5.7. Statistical data analysis
All data are expressed as mean and standard deviation (SD). By running software SPSS 16.0 for Windows (Chicago SPSS, Inc.), the raw data from behavioral tests of thermal hyperalgesia (hindpaw withdrawal latency in seconds) were used for repeated measures of one-way analysis of variance (ANOVA) to determine the differences between the group, day, and group×day in sham and burn-injured young rats. All multiple-comparison analyses were followed by post hoc Bonferroni’s correction if necessary.
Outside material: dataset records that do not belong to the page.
//! Configuration schema definitions.
//!
//! This module defines the complete configuration structure for the
//! telemetry pipeline. All types derive Serde traits for deserialization
//! from TOML files, and every section has defaults so a minimal file works.

use std::path::PathBuf;

use serde::{Deserialize, Serialize};

use crate::events::Level;

/// Root configuration.
#[derive(Debug, Clone, Deserialize, Serialize, Default)]
#[serde(default)]
pub struct TelemetryConfig {
    /// Listener configuration for the instrumented HTTP host.
    pub listener: ListenerConfig,

    /// Event stream files (naming, rotation, retention).
    pub emitter: EmitterConfig,

    /// Request-time observers.
    pub instrumentation: InstrumentationConfig,

    /// Offline log analysis.
    pub analyzer: AnalyzerConfig,

    /// Real-time tail monitor.
    pub tail: TailConfig,

    /// Admin endpoints.
    pub admin: AdminConfig,

    /// Operational logging and metrics of the service itself.
    pub observability: ObservabilityConfig,
}

/// Listener configuration.
#[derive(Debug, Clone, Deserialize, Serialize)]
#[serde(default)]
pub struct ListenerConfig {
    /// Bind address (e.g., "0.0.0.0:5000").
    pub bind_address: String,

    /// Request timeout in seconds.
    pub request_timeout_secs: u64,
}

impl Default for ListenerConfig {
    fn default() -> Self {
        Self {
            bind_address: "0.0.0.0:5000".to_string(),
            request_timeout_secs: 30,
        }
    }
}

/// Event emitter configuration.
#[derive(Debug, Clone, Deserialize, Serialize)]
#[serde(default)]
pub struct EmitterConfig {
    /// Directory holding the daily stream files.
    pub log_dir: PathBuf,

    /// Service name; prefix of the general stream file and a field on every event.
    pub service: String,

    /// Deployment environment ("production" tightens defaults).
    pub environment: String,

    /// Minimum level written. Defaults to info in production, debug elsewhere.
    pub min_level: Option<Level>,

    /// Size cap of a single stream file before a new segment starts.
    pub max_file_size_bytes: u64,

    /// Days the general stream is kept.
    pub general_retention_days: u32,

    /// Days the error-only stream is kept.
    pub error_retention_days: u32,

    /// Mirror events to the console. Defaults to on outside production.
    pub console: Option<bool>,
}

impl EmitterConfig {
    pub fn is_production(&self) -> bool {
        self.environment.eq_ignore_ascii_case("production")
    }

    pub fn effective_min_level(&self) -> Level {
        self.min_level.unwrap_or(if self.is_production() {
            Level::Info
        } else {
            Level::Debug
        })
    }

    pub fn console_enabled(&self) -> bool {
        self.console.unwrap_or(!self.is_production())
    }
}

impl Default for EmitterConfig {
    fn default() -> Self {
        Self {
            log_dir: PathBuf::from("logs"),
            service: "telemetry".to_string(),
            environment: "development".to_string(),
            min_level: None,
            max_file_size_bytes: 20 * 1024 * 1024, // 20MB
            general_retention_days: 7,
            error_retention_days: 14,
            console: None,
        }
    }
}

/// Request-time observer configuration.
#[derive(Debug, Clone, Deserialize, Serialize)]
#[serde(default)]
pub struct InstrumentationConfig {
    /// Responses slower than this are reported as slow.
    pub slow_response_ms: u64,

    /// Emit "HTTP Request" records on completion.
    pub request_logging: bool,

    pub rate_limit: RateLimitConfig,

    pub security: SecurityConfig,

    pub api_version: ApiVersionConfig,
}

impl Default for InstrumentationConfig {
    fn default() -> Self {
        Self {
            slow_response_ms: 1000,
            request_logging: true,
            rate_limit: RateLimitConfig::default(),
            security: SecurityConfig::default(),
            api_version: ApiVersionConfig::default(),
        }
    }
}

/// Observe-only rate limiting configuration.
#[derive(Debug, Clone, Deserialize, Serialize)]
#[serde(default)]
pub struct RateLimitConfig {
    pub enabled: bool,

    /// Requests per client per window before a violation is reported.
    pub max_requests_per_window: u64,

    /// Window length in seconds.
    pub window_secs: u64,

    /// Windows older than this are evicted.
    pub retention_secs: u64,

    /// Interval of the background eviction task.
    pub sweep_interval_secs: u64,
}

impl Default for RateLimitConfig {
    fn default() -> Self {
        Self {
            enabled: true,
            max_requests_per_window: 100,
            window_secs: 60,
            retention_secs: 300,
            sweep_interval_secs: 60,
        }
    }
}

/// Signature scanning configuration.
#[derive(Debug, Clone, Deserialize, Serialize)]
#[serde(default)]
pub struct SecurityConfig {
    pub enabled: bool,

    /// Bodies larger than this (by Content-Length) are not buffered for inspection.
    pub max_body_bytes: usize,
}

impl Default for SecurityConfig {
    fn default() -> Self {
        Self {
            enabled: true,
            max_body_bytes: 1024 * 1024, // 1MB
        }
    }
}

/// API version tracking configuration.
#[derive(Debug, Clone, Deserialize, Serialize)]
#[serde(default)]
pub struct ApiVersionConfig {
    pub enabled: bool,

    /// Header carrying the client's API version.
    pub header: String,

    /// Version assumed when the header is absent.
    pub default_version: String,

    /// Exact request URLs considered deprecated.
    pub deprecated_endpoints: Vec<String>,
}

impl Default for ApiVersionConfig {
    fn default() -> Self {
        Self {
            enabled: true,
            header: "API-Version".to_string(),
            default_version: "1.0".to_string(),
            deprecated_endpoints: vec![
                "/api/v1/recipes/old-format".to_string(),
                "/api/auth/legacy-login".to_string(),
            ],
        }
    }
}

/// Log analyzer configuration.
#[derive(Debug, Clone, Deserialize, Serialize)]
#[serde(default)]
pub struct AnalyzerConfig {
    /// Requests slower than this count as slow in daily metrics.
    ///
    /// Deliberately separate from `instrumentation.slow_response_ms`.
    pub slow_request_ms: u64,

    /// Number of endpoints listed in the report.
    pub top_endpoints: usize,

    /// Upper bound for one analysis pass, in seconds.
    pub deadline_secs: u64,
}

impl Default for AnalyzerConfig {
    fn default() -> Self {
        Self {
            slow_request_ms: 2000,
            top_endpoints: 10,
            deadline_secs: 30,
        }
    }
}

/// How the tail monitor learns about file changes.
#[derive(Debug, Clone, Copy, PartialEq, Eq, Deserialize, Serialize)]
#[serde(rename_all = "lowercase")]
pub enum WatchMode {
    /// OS file notifications.
    Notify,
    /// Periodic metadata polling.
    Poll,
}

/// Tail monitor configuration.
#[derive(Debug, Clone, Deserialize, Serialize)]
#[serde(default)]
pub struct TailConfig {
    pub mode: WatchMode,

    /// Polling interval in milliseconds (poll mode).
    pub poll_interval_ms: u64,
}

impl Default for TailConfig {
    fn default() -> Self {
        Self {
            mode: WatchMode::Notify,
            poll_interval_ms: 1000,
        }
    }
}

/// Admin endpoints configuration.
#[derive(Debug, Clone, Deserialize, Serialize)]
#[serde(default)]
pub struct AdminConfig {
    /// Enable admin endpoints.
    pub enabled: bool,

    /// API key for authentication (Bearer token).
    pub api_key: String,
}

impl Default for AdminConfig {
    fn default() -> Self {
        Self {
            enabled: false,
            // WARNING: This is a placeholder! Change this in production.
            api_key: "CHANGE_ME_IN_PRODUCTION".to_string(),
        }
    }
}

/// Observability configuration.
#[derive(Debug, Clone, Deserialize, Serialize)]
#[serde(default)]
pub struct ObservabilityConfig {
    /// Log level filter for the service's own diagnostics.
    pub log_level: String,

    /// Emit diagnostics as JSON.
    pub json_logs: bool,

    /// Enable metrics endpoint.
    pub metrics_enabled: bool,

    /// Metrics endpoint bind address.
    pub metrics_address: String,
}

impl Default for ObservabilityConfig {
    fn default() -> Self {
        Self {
            log_level: "info".to_string(),
            json_logs: false,
            metrics_enabled: false,
            metrics_address: "0.0.0.0:9090".to_string(),
        }
    }
}

#[cfg(test)]
mod tests {
    use super::*;

    #[test]
    fn test_minimal_config_uses_defaults() {
        let config: TelemetryConfig = toml::from_str("").unwrap();
        assert_eq!(config.instrumentation.slow_response_ms, 1000);
        assert_eq!(config.analyzer.slow_request_ms, 2000);
        assert_eq!(config.instrumentation.rate_limit.max_requests_per_window, 100);
        assert_eq!(config.emitter.general_retention_days, 7);
        assert_eq!(config.emitter.error_retention_days, 14);
        assert_eq!(config.tail.mode, WatchMode::Notify);
    }

    #[test]
    fn test_partial_sections() {
        let config: TelemetryConfig = toml::from_str(
            r#"
            [emitter]
            service = "recipes"
            environment = "production"
            min_level = "warn"

            [tail]
            mode = "poll"
            "#,
        )
        .unwrap();
        assert_eq!(config.emitter.service, "recipes");
        assert_eq!(config.emitter.effective_min_level(), Level::Warn);
        assert!(!config.emitter.console_enabled());
        assert_eq!(config.tail.mode, WatchMode::Poll);
        assert_eq!(config.emitter.max_file_size_bytes, 20 * 1024 * 1024);
    }

    #[test]
    fn test_environment_defaults() {
        let mut emitter = EmitterConfig::default();
        assert_eq!(emitter.effective_min_level(), Level::Debug);
        assert!(emitter.console_enabled());

        emitter.environment = "Production".into();
        assert_eq!(emitter.effective_min_level(), Level::Info);
    }
}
ANOVA was also used to examine differences across groups with regard to morphine-induced hyperactive behaviors as well as expression of NR1 and PKCγ. To examine the degree of morphine tolerance, the ED50 dose and 95% confidence intervals (95% CI) of morphine anti-nociception effect was obtained from the up-down reversals and by probit analysis. In each case, the statistical significance was set at P < 0.05.
Highlights.
Midazolam reduces morphine analgesia;
Midazolam increases morphine-induced hyperactive behaviors;
Midazolam exacerbates morphine tolerance via spinal NMDA/PKC.
Acknowledgments
This work was supported by NIH grants DE18538, DE22901 and P20DA26002. We wish to thank the Chinese Society of Anesthesiology and the Department of Anesthesiology of West China Hospital for assistance and financial support.
Footnotes
Reprints will not be available from the authors.
Conflict of Interest: The authors declare no conflict of interest.